- Born: 28 May 1887 La Villa de los Santos, Panama
- Died: 11 November 1977

= Ana Maria Moreno Del Castillo =

Panamanian Catholic laywoman

Ana Maria Moreno Del Castillo (28 May 1887 – 11 November 1977) was a Panamanian Catholic laywoman whose beatification process commenced in 2017 in the Diocese of Chitré.

== Life ==
Ana Maria Moreno Del Castillo was born in 1887 in La Villa de los Santos, a small village in Panama. She was the fourth out of eight siblings, and grew up in a religious household. She was educated by the Sisters of Charity of St. Vincent de Paul.

She was a catechist for hundreds of children from the entire parish of Los Santos for over 60 years, a teacher without salary.
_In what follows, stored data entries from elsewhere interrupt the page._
//! Top-level application state and the frame loop.
//!
//! `AppState` is the explicit session context: it owns the detector
//! slots, the frame-phase counter, the kick queue, the particle field
//! and the theme — nothing lives in globals. `run()` drives one strict
//! sequence per rendered frame: advance phase and particles, ingest the
//! newest tracking snapshot, fire the sampler per trigger, render, age
//! the queue. Nothing in the loop can fail a frame; missing data and
//! missing audio both degrade to "nothing happens".

use std::path::PathBuf;

use rand::rngs::SmallRng;
use rand::SeedableRng;
use thiserror::Error;

use kick_pipeline::detector::{CanvasSize, GestureTrigger, PinchDetector};
use kick_pipeline::kick::{FramePhase, KickQueue};
use kick_pipeline::mapper::shot_params;
use kick_pipeline::particles::{ParticleField, PARTICLE_COUNT};
use kick_pipeline::snapshot::HandsSnapshot;
use kick_pipeline::theme::Theme;

use crate::sampler::{Sampler, SamplerError};
use crate::source::Capture;
use crate::view::{PollOutcome, View, ViewError};

#[derive(Debug, Error)]
pub enum AppError {
    #[error(transparent)]
    View(#[from] ViewError),
    #[error(transparent)]
    Sampler(#[from] SamplerError),
}

// ════════════════════════════════════════════════════════════════════════════
// AppConfig
// ════════════════════════════════════════════════════════════════════════════

/// Configuration for one session.
#[derive(Clone, Debug)]
pub struct AppConfig {
    pub width: usize,
    pub height: usize,
    /// Wav file for the percussion voice; silent when absent.
    pub sample: Option<PathBuf>,
    pub particles: usize,
    /// RNG seed; fresh entropy when absent.
    pub seed: Option<u64>,
}

impl Default for AppConfig {
    fn default() -> Self {
        AppConfig {
            width: 800,
            height: 600,
            sample: None,
            particles: PARTICLE_COUNT,
            seed: None,
        }
    }
}

// ════════════════════════════════════════════════════════════════════════════
// AppState
// ════════════════════════════════════════════════════════════════════════════

pub struct AppState {
    canvas: CanvasSize,
    detector: PinchDetector,
    phase: FramePhase,
    kicks: KickQueue,
    field: ParticleField,
    theme: Theme,
    rng: SmallRng,
}

impl AppState {
    pub fn new(cfg: &AppConfig) -> Self {
        let mut rng = match cfg.seed {
            Some(seed) => SmallRng::seed_from_u64(seed),
            None => SmallRng::from_entropy(),
        };
        let canvas = CanvasSize::new(cfg.width as f32, cfg.height as f32);
        let theme = Theme::pick(&mut rng);
        let field = ParticleField::new(cfg.particles, canvas, &theme, &mut rng);

        AppState {
            canvas,
            detector: PinchDetector::new(canvas),
            phase: FramePhase::new(),
            kicks: KickQueue::new(),
            field,
            theme,
            rng,
        }
    }

    pub fn canvas(&self) -> CanvasSize {
        self.canvas
    }

    pub fn theme(&self) -> &Theme {
        &self.theme
    }

    pub fn field(&self) -> &ParticleField {
        &self.field
    }

    pub fn kicks(&self) -> &KickQueue {
        &self.kicks
    }

    pub fn phase(&self) -> FramePhase {
        self.phase
    }

    /// Start-of-frame bookkeeping: phase counter, ambient drift.
    pub fn begin_frame(&mut self) {
        self.phase.tick();
        self.field.update(&mut self.rng);
    }

    /// Ingest the frame's tracking snapshot; each trigger is recorded in
    /// the kick queue and returned for the caller to sound.
    pub fn ingest(&mut self, snapshot: Option<&HandsSnapshot>) -> Vec<GestureTrigger> {
        let triggers = self.detector.process(snapshot);
        for t in &triggers {
            self.kicks.push(t.x, t.y, self.phase);
        }
        triggers
    }

    /// End-of-frame bookkeeping: age every drawn mark.
    pub fn end_frame(&mut self) {
        self.kicks.advance();
    }
}

// ════════════════════════════════════════════════════════════════════════════
// run() — the main loop
// ════════════════════════════════════════════════════════════════════════════

/// Run the instrument until the window closes or the player quits.
pub fn run(cfg: AppConfig) -> Result<(), AppError> {
    let mut view = View::new(cfg.width, cfg.height)?;

    let sampler = match &cfg.sample {
        Some(path) => Sampler::from_wav(path)?,
        None => {
            log::warn!("no sample configured; triggers will be silent");
            Sampler::silent()
        }
    };

    let mut capture = Capture::new();
    let mut state = AppState::new(&cfg);

    while view.is_open() {
        if view.poll_input(&mut capture) == PollOutcome::Quit {
            break;
        }

        let snapshot = capture.latest();

        state.begin_frame();
        let triggers = state.ingest(snapshot.as_ref());
        for t in &triggers {
            let params = shot_params(t.x, state.canvas());
            log::debug!(
                "kick: hand {} finger {} at ({:.0}, {:.0}) rate {:.2} pan {:.2}",
                t.slot.hand,
                t.slot.finger,
                t.x,
                t.y,
                params.rate,
                params.pan
            );
            sampler.trigger(params);
        }

        view.render(&state);
        state.end_frame();
    }

    Ok(())
}

// ════════════════════════════════════════════════════════════════════════════
// Tests
// ════════════════════════════════════════════════════════════════════════════

#[cfg(test)]
mod tests {
    use super::*;
    use assert_approx_eq::assert_approx_eq;
    use kick_pipeline::snapshot::{NormPoint, PinchPhase};

    fn make_state() -> AppState {
        AppState::new(&AppConfig {
            width: 800,
            height: 600,
            sample: None,
            particles: 10,
            seed: Some(42),
        })
    }

    fn start_at(x: f32, y: f32) -> HandsSnapshot {
        HandsSnapshot {
            pinch_states: vec![vec![
                PinchPhase::Start,
                PinchPhase::Idle,
                PinchPhase::Idle,
                PinchPhase::Idle,
            ]],
            landmarks: vec![vec![NormPoint::new(x, y); 21]],
        }
    }

    #[test]
    fn single_pinch_end_to_end() {
        let mut state = make_state();
        let sampler = Sampler::silent();

        state.begin_frame();
        let triggers = state.ingest(Some(&start_at(0.2, 0.5)));
        assert_eq!(triggers.len(), 1);
        assert_approx_eq!(triggers[0].x, 640.0);
        assert_approx_eq!(triggers[0].y, 300.0);

        let params = shot_params(triggers[0].x, state.canvas());
        sampler.trigger(params);
        let (rate, pan, amp) = sampler.params();
        assert!(rate > 1.3); // height-based rate range extrapolates
        assert_approx_eq!(pan, 0.6, 1e-3);
        assert_approx_eq!(amp, 1.0);

        assert_eq!(state.kicks().len(), 1);
        let mark = state.kicks().marks()[0];
        assert_approx_eq!(mark.x, 640.0);
        assert_approx_eq!(mark.y, 300.0);
    }

    #[test]
    fn consecutive_start_frames_stack_marks() {
        let mut state = make_state();
        for _ in 0..2 {
            state.begin_frame();
            let triggers = state.ingest(Some(&start_at(0.5, 0.5)));
            assert_eq!(triggers.len(), 1);
            state.end_frame();
        }
        assert_eq!(state.kicks().len(), 2);
    }

    #[test]
    fn mark_age_is_seeded_from_the_phase_counter() {
        let mut state = make_state();
        for _ in 0..12 {
            state.begin_frame();
            state.end_frame();
        }
        state.begin_frame();
        state.ingest(Some(&start_at(0.5, 0.5)));
        assert_eq!(state.kicks().marks()[0].age, state.phase().value());
        assert_eq!(state.phase().value(), 13);
    }

    #[test]
    fn no_snapshot_means_an_idle_frame() {
        let mut state = make_state();
        state.begin_frame();
        assert!(state.ingest(None).is_empty());
        state.end_frame();
        assert!(state.kicks().is_empty());
    }

    #[test]
    fn end_frame_ages_marks_once() {
        let mut state = make_state();
        state.begin_frame();
        state.ingest(Some(&start_at(0.3, 0.3)));
        let age_before = state.kicks().marks()[0].age;
        state.end_frame();
        assert_eq!(state.kicks().marks()[0].age, age_before + 1);
    }

    #[test]
    fn held_frames_between_starts_do_not_trigger() {
        let mut state = make_state();
        let held = HandsSnapshot {
            pinch_states: vec![vec![
                PinchPhase::Held,
                PinchPhase::Idle,
                PinchPhase::Idle,
                PinchPhase::Idle,
            ]],
            landmarks: vec![vec![NormPoint::new(0.5, 0.5); 21]],
        };
        state.begin_frame();
        assert_eq!(state.ingest(Some(&start_at(0.5, 0.5))).len(), 1);
        state.end_frame();
        state.begin_frame();
        assert!(state.ingest(Some(&held)).is_empty());
        state.end_frame();
        assert_eq!(state.kicks().len(), 1);
    }
}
With her father, she refounded the San Juan de Dios hospital, and the Regional Hospital of Azuero bears her name, now called the Anita Moreno Regional Hospital. Together with the Christian Brothers of La Salle (1905-1922) with evenings and theaters, she rebuilt the tower of the church of San Atanasio, which collapsed due to an earthquake in October 1913, the new rectory in the 1930s, and the renovations of the church in 1946.

Among her virtues, her simplicity, vocation, and devotion to the Virgin Mary stand out, as well as her dedication to the poor and the sick. She presided over the Lay Association of the Sacred Heart of Jesus, the Daughters of the Immaculate Mary, the Parish Catholic Action, and was president of the pro-seminary works for the training of new priests in the Province of Los Santos.

She was well known for her work, receiving the Cross Pro Ecclesia et Pontifice as well as inducted into the Vasco Núñez de Balboa Order.

== Beatification process ==
Ana Maria Moreno died on 11 November 1977 with a reputation for holiness. On 28 May 1993 hundreds of faithful requested the Bishop of Chitré, José María Carrizo Villarreal, to open the beatification process. Investigations eventually started, probably due to the political and economic situation of the country, eventually in February 2018 and commenced in November 2020. The postulator of the cause is Pedro Moreno Mina OSA.